• Le bonheur de l'imposture, de Hubert Nyssen

    Actes Sud, "un endroit où aller", 313 p. 

    Lectures sans genre !

    Pour être amené à fréquenter un auteur, il faut que quelqu'un vous en ait conseillé la compagnie. Ou qu'un média, bien informé et qui a toute votre confiance, vous recommande une oeuvre en particulier de celui-ci. Ce genre de trucs m'arrive assez rarement, mais je n'ai pas à me plaindre, les fois ou ça a été le cas, je ne me souviens pas d'avoir été déçu.

     

    Comme pour tant d'autres livres, je suis "tombé" sur celui-ci. Je connaissais Hubert Nyssen comme éditeur, fondateur et Président du Conseil de Surveillance des éditions Actes Sud. Une maison d'édition que j'apprécie assez pour les quelques découvertes que j'ai pu y faire : Paul Auster en tête, Don Delillo bien sûr, Henry Bauchau maintenant, Cesar Aira, et d'autres encore...

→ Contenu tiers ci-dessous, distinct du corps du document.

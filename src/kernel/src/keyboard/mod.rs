//! PS/2 keyboard decoding.
//!
//! Raw set-1 scancodes arrive one byte per keyboard interrupt. The
//! [`KeyboardDecoder`] folds modifier and lock keys into its
//! [`ModifierState`] and turns everything else into [`KeyEvent`]s for the
//! command line.

mod decoder;
pub mod scancode;

pub use decoder::{KeyEvent, KeyboardDecoder, ModifierState};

    Si en tant qu'éditeur, Hubert Nyssen n'en est pas à son coup d'essai, il en va de même concernant son travail d'écrivain et d'essayiste. Je me laisserais aller à quelques préciosités si je n'y prenais pas garde, car le portrait de l'homme diffusé il y a quelques temps dans l'émission Empreintes sur France 5 m'en avait fait penser du bien. Il présentait son travail, son cadre de vie et nous faisait sentir le pouls d'une Provence endormie, aux arrières cours désertes, et goûter à cette paix non domestiquée qui y régnait ; on se payait immanquablement une tranche de vie savoureuse. On la volait même, gardait pour soi une part des lumières automnales qui éclairaient les prises de vue, où notre hôte se taisait tout à coup, s'offrant peut-être autant qu'il s'égarait, toujours à dessein.

     

    Je m'étais fait le projet de découvrir un jour sa prose, et c'est chose faite. Pour tout dire, je ne sais ce qu'il en restera dans quelques mois. Je m'empresse d'y réfléchir la lecture sitôt achevée, car elle m'a laissé des impressions plutôt diverses. Jugez plutôt, en attendant, de ce qui constitue la trame de ce récit :

     

    Archibald, un homme vraisemblablement dans sa petite soixantaine, enterre son écrivain de mère, ou son écrivaine, selon que ce mot écorche ou indiffère vos oreilles. Il est accompagné de sa proche famille, en cela constituée de sa demi-soeur Karin, ainsi que de sa compagne Colette. Peut-être un ange traîne-t-il dans les parages ; plus sûrement, une nuée de journalistes est venue recueillir les impressions et, directement à la coupe, le désarroi et l'impuissance que l'on devine produits par un tel évènement. Eléonore Korab décède à l'âge de 85 ans, et laisse son fils, dont la voix s'identifiera pour nous à celle du narrateur, orphelin d'une mère fantasque, dont nous découvrons vite quelques mots choisis : Archibald se plaît d'évoquer pour nous la résolution qui, à la mort de sa mère et de la façon dont il l'avait auparavant décidé, devrait à présent l'amener chez un de ces paysagistes de l'âme. Un des ces jardiniers dont sa mère disait, selon sa formule consacrée, qu'ils étaient "habiles à disposer les passions en espalier, et les angoisses en quinconce [...] prompts à tracer des allées royales dans les souvenirs".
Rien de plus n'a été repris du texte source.